Los difuntos viven. En un inicio, emprenden un viaje sobrenatural por territorios inhóspitos. Su partida involucra a los vivientes mediante el auxilio ritual, que abarca dos procesos: el entierro de su cuerpo y, nueve días después, el de su ánima, así como el ajuar funerario, que se coloca en el interior del ataúd y que le ayuda a afrontar las vicisitudes del viaje. Ese ajuar está conformado por una dotación de topa para su abrigo, guaraches como protección contra las piedras y espinas del camino, una vara como báculo, un cordón para asirse y escalar obstáculos, una vela para alumbrar su camino, alimentos y agua para su consumo, que también obsequian a sus parientes difuntos que los precedieron, una porción de tequezquite y hojas de maíz para los animales sobrenaturales que encontrarán en el trayecto, además de las gorditas para agradecer al perro que les ayudó a cruzar el caudaloso río y dinero para sus gastos.

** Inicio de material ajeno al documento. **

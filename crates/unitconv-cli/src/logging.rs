//! Logging infrastructure using `tracing` and `tracing-subscriber`.
//!
//! # Log Levels
//!
//! - `error`: unused (failed commands are reported on stderr directly)
//! - `warn`: not-found routes, retryable failures
//! - `info`: route resolution, views rendered
//! - `debug`: request URLs, response statuses, canonicalization stages,
//!   full error chains
//! - `trace`: unused
//!
//! # Usage
//!
//! ```ignore
//! use unitconv_cli::logging::{init_logging, LogConfig};
//!
//! let config = LogConfig::default().with_format(LogFormat::Compact);
//! init_logging(&config).expect("init logging");
//! ```

use std::fs::OpenOptions;
use std::io::{self, Write};
use std::path::PathBuf;
use std::sync::{Arc, Mutex};

use tracing::level_filters::LevelFilter;
use tracing_subscriber::{
    EnvFilter,
    fmt::{self, MakeWriter},
    layer::SubscriberExt,
    util::SubscriberInitExt,
};

/// Crates whose events follow the configured level. Everything else stays
/// at `warn`.
const OWN_CRATES: [&str; 3] = ["unitconv_cli", "unitconv_client", "unitconv_text"];

/// Configuration for logging behavior.
#[derive(Debug, Clone)]
pub struct LogConfig {
    /// Maximum level for this workspace's crates.
    pub level_filter: LevelFilter,
    /// Whether `RUST_LOG` may override `level_filter`.
    pub use_env_filter: bool,
    /// Whether to include timestamps in log output.
    pub with_timestamps: bool,
    /// Whether to include target (module path) in log output.
    pub with_target: bool,
    /// Whether to use ANSI colors in output.
    pub with_ansi: bool,
    /// Output format.
    pub format: LogFormat,
    /// Optional log file path. When set, logs are written to the file.
    pub log_file: Option<PathBuf>,
}

/// Log output format.
#[derive(Debug, Clone, Copy, Default, PartialEq, Eq)]
pub enum LogFormat {
    /// Human-readable pretty format with colors.
    #[default]
    Pretty,
    /// Compact single-line format.
    Compact,
    /// JSON format for machine parsing.
    Json,
}

impl Default for LogConfig {
    fn default() -> Self {
        Self {
            level_filter: LevelFilter::WARN,
            use_env_filter: true,
            with_timestamps: false,
            with_target: false,
            with_ansi: true,
            format: LogFormat::default(),
            log_file: None,
        }
    }
}

impl LogConfig {
    /// Set the level filter directly.
    #[must_use]
    pub fn with_level_filter(mut self, level_filter: LevelFilter) -> Self {
        self.level_filter = level_filter;
        self
    }

    /// Enable or disable timestamps.
    #[must_use]
    pub fn with_timestamps(mut self, enable: bool) -> Self {
        self.with_timestamps = enable;
        self
    }

    /// Enable or disable the target (module path) in log lines.
    #[must_use]
    pub fn with_target(mut self, enable: bool) -> Self {
        self.with_target = enable;
        self
    }

    /// Enable or disable ANSI colors.
    #[must_use]
    pub fn with_ansi(mut self, enable: bool) -> Self {
        self.with_ansi = enable;
        self
    }

    /// Set output format.
    #[must_use]
    pub fn with_format(mut self, format: LogFormat) -> Self {
        self.format = format;
        self
    }

    /// Set the log file path (writes to stderr when None).
    #[must_use]
    pub fn with_log_file(mut self, path: Option<PathBuf>) -> Self {
        self.log_file = path;
        self
    }

    /// Directive string applied when `RUST_LOG` is absent or ignored.
    #[must_use]
    pub fn default_directives(&self) -> String {
        let level = self.level_filter.to_string().to_lowercase();
        let others = LevelFilter::WARN.min(self.level_filter);
        let mut directives = vec![others.to_string().to_lowercase()];
        directives.extend(OWN_CRATES.iter().map(|krate| format!("{krate}={level}")));
        directives.join(",")
    }
}

/// Initialize the global tracing subscriber with the given configuration.
///
/// This should be called once at application startup.
///
/// # Errors
///
/// Returns an error if the log file cannot be opened.
pub fn init_logging(config: &LogConfig) -> io::Result<()> {
    if let Some(path) = &config.log_file {
        let file = OpenOptions::new().create(true).append(true).open(path)?;
        init_logging_with_writer(config, SharedFileWriter::new(file));
    } else {
        init_logging_with_writer(config, io::stderr);
    }
    Ok(())
}

/// Initialize logging with a custom writer.
pub fn init_logging_with_writer<W>(config: &LogConfig, writer: W)
where
    W: for<'writer> MakeWriter<'writer> + Send + Sync + 'static,
{
    let filter = build_env_filter(config);

    match config.format {
        LogFormat::Json => {
            let layer = fmt::layer()
                .json()
                .with_writer(writer)
                .with_target(config.with_target);

            tracing_subscriber::registry()
                .with(filter)
                .with(layer)
                .init();
        }
        LogFormat::Compact => {
            let layer = fmt::layer()
                .compact()
                .with_writer(writer)
                .with_ansi(config.with_ansi)
                .with_target(config.with_target);

            if config.with_timestamps {
                tracing_subscriber::registry()
                    .with(filter)
                    .with(layer)
                    .init();
            } else {
                tracing_subscriber::registry()
                    .with(filter)
                    .with(layer.without_time())
                    .init();
            }
        }
        LogFormat::Pretty => {
            let layer = fmt::layer()
                .with_writer(writer)
                .with_ansi(config.with_ansi)
                .with_target(config.with_target);

            if config.with_timestamps {
                tracing_subscriber::registry()
                    .with(filter)
                    .with(layer)
                    .init();
            } else {
                tracing_subscriber::registry()
                    .with(filter)
                    .with(layer.without_time())
                    .init();
            }
        }
    }
}

#[derive(Clone)]
struct SharedFileWriter {
    file: Arc<Mutex<std::fs::File>>,
}

impl SharedFileWriter {
    fn new(file: std::fs::File) -> Self {
        Self {
            file: Arc::new(Mutex::new(file)),
        }
    }
}

struct SharedFileGuard {
    file: Arc<Mutex<std::fs::File>>,
}

impl Write for SharedFileGuard {
    fn write(&mut self, buf: &[u8]) -> io::Result<usize> {
        let mut guard = self
            .file
            .lock()
            .map_err(|_| io::Error::other("log file lock poisoned"))?;
        guard.write(buf)
    }

    fn flush(&mut self) -> io::Result<()> {
        let mut guard = self
            .file
            .lock()
            .map_err(|_| io::Error::other("log file lock poisoned"))?;
        guard.flush()
    }
}

impl<'a> MakeWriter<'a> for SharedFileWriter {
    type Writer = SharedFileGuard;

    fn make_writer(&'a self) -> Self::Writer {
        SharedFileGuard {
            file: Arc::clone(&self.file),
        }
    }
}

/// Build the filter, letting `RUST_LOG` win when allowed.
fn build_env_filter(config: &LogConfig) -> EnvFilter {
    let fallback = || EnvFilter::new(config.default_directives());
    if config.use_env_filter {
        EnvFilter::try_from_default_env().unwrap_or_else(|_| fallback())
    } else {
        fallback()
    }
}
//! Blocking HTTP client for the conversion backend.

use reqwest::StatusCode;
use reqwest::blocking::{Client, Response};
use reqwest::header::{HeaderMap, HeaderName, HeaderValue};
use serde_json::Value;
use tracing::debug;

use crate::config::ClientConfig;
use crate::error::{ClientError, Result};
use crate::source::UnitSource;

/// Path of the unit collection.
const UNITS_PATH: &str = "/units";

/// Client for the `/units` endpoints.
#[derive(Debug, Clone)]
pub struct HttpUnitClient {
    /// HTTP client.
    client: Client,
    /// Backend root, without a trailing slash.
    base_url: String,
}

impl HttpUnitClient {
    /// Create a client from an explicit configuration.
    ///
    /// Fails if the base URL is not absolute http(s) or a header is invalid.
    pub fn new(config: &ClientConfig) -> Result<Self> {
        config.validate()?;

        let mut headers = HeaderMap::new();
        for (name, value) in &config.headers {
            let name = HeaderName::from_bytes(name.as_bytes())
                .map_err(|e| ClientError::InvalidHeader(format!("{name}: {e}")))?;
            let value = HeaderValue::from_str(value)
                .map_err(|e| ClientError::InvalidHeader(format!("{name}: {e}")))?;
            headers.insert(name, value);
        }

        let client = Client::builder()
            .default_headers(headers)
            .timeout(config.timeout)
            .build()
            .map_err(|e| ClientError::Network(format!("failed to create HTTP client: {e}")))?;

        Ok(Self {
            client,
            base_url: config.base_url.trim_end_matches('/').to_string(),
        })
    }

    /// Backend root this client talks to.
    #[must_use]
    pub fn base_url(&self) -> &str {
        &self.base_url
    }

    /// Path of one unit, with the name encoded as a single segment.
    #[must_use]
    pub fn unit_path(unit_name: &str) -> String {
        format!("{UNITS_PATH}/{}", urlencoding::encode(unit_name))
    }

    fn get_json(&self, path: &str) -> Result<Value> {
        let url = format!("{}{path}", self.base_url);
        debug!("GET {}", url);

        let response = self.client.get(&url).send()?;
        Self::handle_response(path, response)
    }

    /// Map non-success statuses to errors and parse the body.
    fn handle_response(path: &str, response: Response) -> Result<Value> {
        let status = response.status();
        debug!(%status, path, "backend responded");

        if status == StatusCode::NOT_FOUND {
            return Err(ClientError::NotFound {
                path: path.to_string(),
            });
        }

        if !status.is_success() {
            let message = response.text().unwrap_or_default();
            return Err(ClientError::Status {
                status: status.as_u16(),
                message,
            });
        }

        let body = response.text()?;
        Ok(serde_json::from_str(&body)?)
    }
}

impl UnitSource for HttpUnitClient {
    fn units(&self) -> Result<Value> {
        self.get_json(UNITS_PATH)
    }

    fn unit(&self, unit_name: &str) -> Result<Value> {
        if unit_name.is_empty() {
            return Err(ClientError::EmptyUnitName);
        }
        // URL parsing collapses dot segments, even percent-encoded ones
        if is_dot_segment(unit_name) {
            return Err(ClientError::InvalidUnitName(unit_name.to_string()));
        }
        self.get_json(&Self::unit_path(unit_name))
    }
}

/// `.` or `..`, which would resolve to a different path than `/units/{name}`.
fn is_dot_segment(segment: &str) -> bool {
    matches!(segment, "." | "..")
}

#[cfg(test)]
mod tests {
    use super::*;

    #[test]
    fn test_client_creation() {
        let client = HttpUnitClient::new(&ClientConfig::default());
        assert!(client.is_ok());
        assert_eq!(client.unwrap().base_url(), "http://localhost:3000");
    }

    #[test]
    fn test_invalid_base_url_rejected() {
        let config = ClientConfig::default().with_base_url("mailto:units@example.com");
        assert!(matches!(
            HttpUnitClient::new(&config),
            Err(ClientError::InvalidBaseUrl(_))
        ));
    }

    #[test]
    fn test_invalid_header_rejected() {
        let config = ClientConfig::default().with_header("Bad Header", "x");
        assert!(matches!(
            HttpUnitClient::new(&config),
            Err(ClientError::InvalidHeader(_))
        ));
    }

    #[test]
    fn test_unit_path_encoding() {
        assert_eq!(HttpUnitClient::unit_path("length"), "/units/length");
        assert_eq!(
            HttpUnitClient::unit_path("cubic metre"),
            "/units/cubic%20metre"
        );
        assert_eq!(HttpUnitClient::unit_path("a/b"), "/units/a%2Fb");
    }

    #[test]
    fn test_dot_segments() {
        assert!(is_dot_segment("."));
        assert!(is_dot_segment(".."));
        assert!(!is_dot_segment("..."));
        assert!(!is_dot_segment(".5"));
        assert!(!is_dot_segment("metre"));
    }

    #[test]
    fn test_empty_unit_name_rejected_without_request() {
        // Port 9 (discard) is never contacted: the name check comes first.
        let config = ClientConfig::default().with_base_url("http://127.0.0.1:9");
        let client = HttpUnitClient::new(&config).unwrap();
        assert!(matches!(client.unit(""), Err(ClientError::EmptyUnitName)));
    }
}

Los difuntos actúan, tienen filias y animadversiones. Son sujetos de gustos, expresan su satisfacción, tanto como rechazo y enojo frente a comportamientos humanos que no les agradan. Operan como benefactores o adversarios de los vivientes. Esta ritualidad estética sagrada configura símbolos, memorias, representaciones sobre la muerte que nos recuerdan que el imaginario funerario mesoamericano vive y goza de buena salud en las prácticas rituales de las comunidades indígenas actuales, reproductoras de la herencia ancestral, pero, sobre todo, creadoras de una re-existencia y convivencia entre el aquí y el más allá. que nos seduce y conduce a todos a observar, sentir, saborear, pensar y vivir en continuum...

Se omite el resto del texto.